▸ Your goal
Give again, word for word, each line from the top of the listing through the line that holds "const PREVIEW_QUESTIONS: usize = 5;".
- Opening Delimiter -
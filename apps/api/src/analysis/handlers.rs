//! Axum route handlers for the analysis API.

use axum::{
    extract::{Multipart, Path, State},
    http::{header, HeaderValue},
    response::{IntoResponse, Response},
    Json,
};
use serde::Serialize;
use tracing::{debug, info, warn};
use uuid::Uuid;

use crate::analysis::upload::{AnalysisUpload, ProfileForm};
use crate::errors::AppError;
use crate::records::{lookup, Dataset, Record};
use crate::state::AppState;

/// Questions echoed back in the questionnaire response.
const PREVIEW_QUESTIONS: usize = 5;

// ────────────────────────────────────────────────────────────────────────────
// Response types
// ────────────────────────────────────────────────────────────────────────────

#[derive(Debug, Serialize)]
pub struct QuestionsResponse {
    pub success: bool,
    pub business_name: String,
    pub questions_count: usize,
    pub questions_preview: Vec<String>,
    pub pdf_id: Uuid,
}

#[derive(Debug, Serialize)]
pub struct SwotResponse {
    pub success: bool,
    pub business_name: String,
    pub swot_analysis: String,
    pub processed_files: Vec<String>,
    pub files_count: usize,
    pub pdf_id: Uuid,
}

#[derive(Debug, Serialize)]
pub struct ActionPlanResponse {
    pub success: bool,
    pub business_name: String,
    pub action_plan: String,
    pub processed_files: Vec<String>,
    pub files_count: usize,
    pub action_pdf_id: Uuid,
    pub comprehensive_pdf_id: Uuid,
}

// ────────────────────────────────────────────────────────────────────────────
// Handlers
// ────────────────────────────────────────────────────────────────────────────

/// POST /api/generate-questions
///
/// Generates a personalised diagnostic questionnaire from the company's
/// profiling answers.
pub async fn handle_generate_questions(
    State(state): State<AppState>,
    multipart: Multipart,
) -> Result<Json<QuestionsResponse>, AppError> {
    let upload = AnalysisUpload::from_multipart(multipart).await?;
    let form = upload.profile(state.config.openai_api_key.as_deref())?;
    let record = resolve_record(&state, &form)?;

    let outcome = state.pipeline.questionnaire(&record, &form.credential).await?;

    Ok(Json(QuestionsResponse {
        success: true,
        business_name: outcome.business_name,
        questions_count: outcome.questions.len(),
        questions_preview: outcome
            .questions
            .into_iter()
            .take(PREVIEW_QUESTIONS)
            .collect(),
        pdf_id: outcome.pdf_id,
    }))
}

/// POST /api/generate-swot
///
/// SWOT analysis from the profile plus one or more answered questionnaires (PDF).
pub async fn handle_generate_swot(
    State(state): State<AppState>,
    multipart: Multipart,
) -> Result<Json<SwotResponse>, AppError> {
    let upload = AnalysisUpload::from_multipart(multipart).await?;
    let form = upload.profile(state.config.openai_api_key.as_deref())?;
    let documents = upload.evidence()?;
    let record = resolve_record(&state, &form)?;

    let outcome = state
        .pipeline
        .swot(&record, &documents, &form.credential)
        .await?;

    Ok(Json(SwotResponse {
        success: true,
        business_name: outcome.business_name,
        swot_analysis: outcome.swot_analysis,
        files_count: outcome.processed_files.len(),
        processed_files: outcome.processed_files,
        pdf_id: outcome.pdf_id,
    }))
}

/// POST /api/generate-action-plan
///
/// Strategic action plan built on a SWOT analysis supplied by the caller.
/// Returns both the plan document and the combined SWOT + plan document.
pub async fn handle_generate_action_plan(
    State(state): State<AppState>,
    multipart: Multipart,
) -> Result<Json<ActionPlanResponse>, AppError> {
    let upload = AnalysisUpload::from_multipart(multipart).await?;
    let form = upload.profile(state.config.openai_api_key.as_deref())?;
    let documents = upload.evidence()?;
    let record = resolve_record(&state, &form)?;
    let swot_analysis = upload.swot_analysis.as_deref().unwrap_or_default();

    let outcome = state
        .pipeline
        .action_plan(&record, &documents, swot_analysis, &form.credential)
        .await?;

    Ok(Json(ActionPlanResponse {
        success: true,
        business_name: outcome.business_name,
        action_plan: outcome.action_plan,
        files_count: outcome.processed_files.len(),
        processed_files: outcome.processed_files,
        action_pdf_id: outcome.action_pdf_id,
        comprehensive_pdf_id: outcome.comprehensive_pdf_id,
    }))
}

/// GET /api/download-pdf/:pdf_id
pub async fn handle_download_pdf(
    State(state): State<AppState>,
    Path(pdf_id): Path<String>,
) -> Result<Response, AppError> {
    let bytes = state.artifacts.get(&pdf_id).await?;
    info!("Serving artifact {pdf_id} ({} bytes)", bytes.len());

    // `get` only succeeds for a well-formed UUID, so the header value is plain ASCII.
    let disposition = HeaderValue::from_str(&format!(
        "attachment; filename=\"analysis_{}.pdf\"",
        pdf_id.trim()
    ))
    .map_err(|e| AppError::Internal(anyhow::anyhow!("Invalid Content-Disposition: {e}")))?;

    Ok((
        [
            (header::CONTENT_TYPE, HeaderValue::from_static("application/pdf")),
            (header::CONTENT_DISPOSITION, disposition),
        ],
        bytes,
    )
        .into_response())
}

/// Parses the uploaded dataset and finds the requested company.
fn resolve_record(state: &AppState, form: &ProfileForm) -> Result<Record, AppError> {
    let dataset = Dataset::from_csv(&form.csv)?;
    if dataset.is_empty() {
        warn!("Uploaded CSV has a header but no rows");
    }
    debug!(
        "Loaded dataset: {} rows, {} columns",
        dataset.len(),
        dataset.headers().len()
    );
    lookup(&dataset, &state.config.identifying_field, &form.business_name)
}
- Closing Delimiter -
▸ Solution for this task
filename apps/api/src/analysis/handlers.rs
//! Axum route handlers for the analysis API.

use axum::{
    extract::{Multipart, Path, State},
    http::{header, HeaderValue},
    response::{IntoResponse, Response},
    Json,
};
use serde::Serialize;
use tracing::{debug, info, warn};
use uuid::Uuid;

use crate::analysis::upload::{AnalysisUpload, ProfileForm};
use crate::errors::AppError;
use crate::records::{lookup, Dataset, Record};
use crate::state::AppState;

/// Questions echoed back in the questionnaire response.
const PREVIEW_QUESTIONS: usize = 5;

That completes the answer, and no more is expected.